PROVIDED DATA Block Start

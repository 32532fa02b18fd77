use anyhow::Result;
use std::path::PathBuf;

use crate::config::{Config, LOCKFILE_NAME};
use crate::deps::Engine;
use crate::lock::LockFile;
use crate::ui;
use crate::vcs::Vcs;

fn existing_lockfile(config: &Config) -> Option<PathBuf> {
    let path = config.lockfile_path();
    if path.exists() {
        Some(path)
    } else {
        ui::warn(format!(
            "No {} found in {}. Run 'bpm init' first.",
            LOCKFILE_NAME,
            config.project_dir.display()
        ));
        None
    }
}

/// `bpm install`: pin every vendored checkout to the lockfile.
pub fn install(config: &Config, vcs: &dyn Vcs) -> Result<Option<LockFile>> {
    let Some(lock_path) = existing_lockfile(config) else {
        return Ok(None);
    };
    let mut lock = LockFile::load(&lock_path)?;
    ui::step(format!("Installing {} packages", lock.package_count()));

    let engine = Engine::new(config, vcs)?;
    let report = engine.reconcile(&mut lock.dependencies, &config.vendor_dir())?;
    lock.save(&lock_path)?;

    ui::success(format!(
        "Installed {} packages ({} cloned, {} checkouts)",
        lock.package_count(),
        report.cloned,
        report.checkouts
    ));
    Ok(Some(lock))
}

/// `bpm update`: move one package, or all top-level ones, to the tip of the
/// pinned branch and record the new commits.
pub fn update(config: &Config, vcs: &dyn Vcs, only: Option<&str>) -> Result<Option<LockFile>> {
    let Some(lock_path) = existing_lockfile(config) else {
        return Ok(None);
    };
    let mut lock = LockFile::load(&lock_path)?;

    if let Some(id) = only
        && !lock.dependencies.contains_key(id)
    {
        ui::warn(format!(
            "'{}' is not a direct dependency in {}",
            id, LOCKFILE_NAME
        ));
        return Ok(None);
    }

    let engine = Engine::new(config, vcs)?;
    let vendor = config.vendor_dir();
    engine.reconcile(&mut lock.dependencies, &vendor)?;
    let moved = engine.refresh(&mut lock.dependencies, &vendor, only)?;
    lock.save(&lock_path)?;

    if moved.is_empty() {
        ui::success("Everything is up to date.");
    } else {
        ui::success(format!("Updated {}", moved.join(", ")));
    }
    Ok(Some(lock))
}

PROVIDED DATA Block End

WHAT YOU SHOULD DO:
Your output should be an exact copy of every line from the one containing "pub fn update(config: &Config, vcs: &dyn" through the end of the records.

OUTPUT:
pub fn update(config: &Config, vcs: &dyn Vcs, only: Option<&str>) -> Result<Option<LockFile>> {
    let Some(lock_path) = existing_lockfile(config) else {
        return Ok(None);
    };
    let mut lock = LockFile::load(&lock_path)?;

    if let Some(id) = only
        && !lock.dependencies.contains_key(id)
    {
        ui::warn(format!(
            "'{}' is not a direct dependency in {}",
            id, LOCKFILE_NAME
        ));
        return Ok(None);
    }

    let engine = Engine::new(config, vcs)?;
    let vendor = config.vendor_dir();
    engine.reconcile(&mut lock.dependencies, &vendor)?;
    let moved = engine.refresh(&mut lock.dependencies, &vendor, only)?;
    lock.save(&lock_path)?;

    if moved.is_empty() {
        ui::success("Everything is up to date.");
    } else {
        ui::success(format!("Updated {}", moved.join(", ")));
    }
    Ok(Some(lock))
}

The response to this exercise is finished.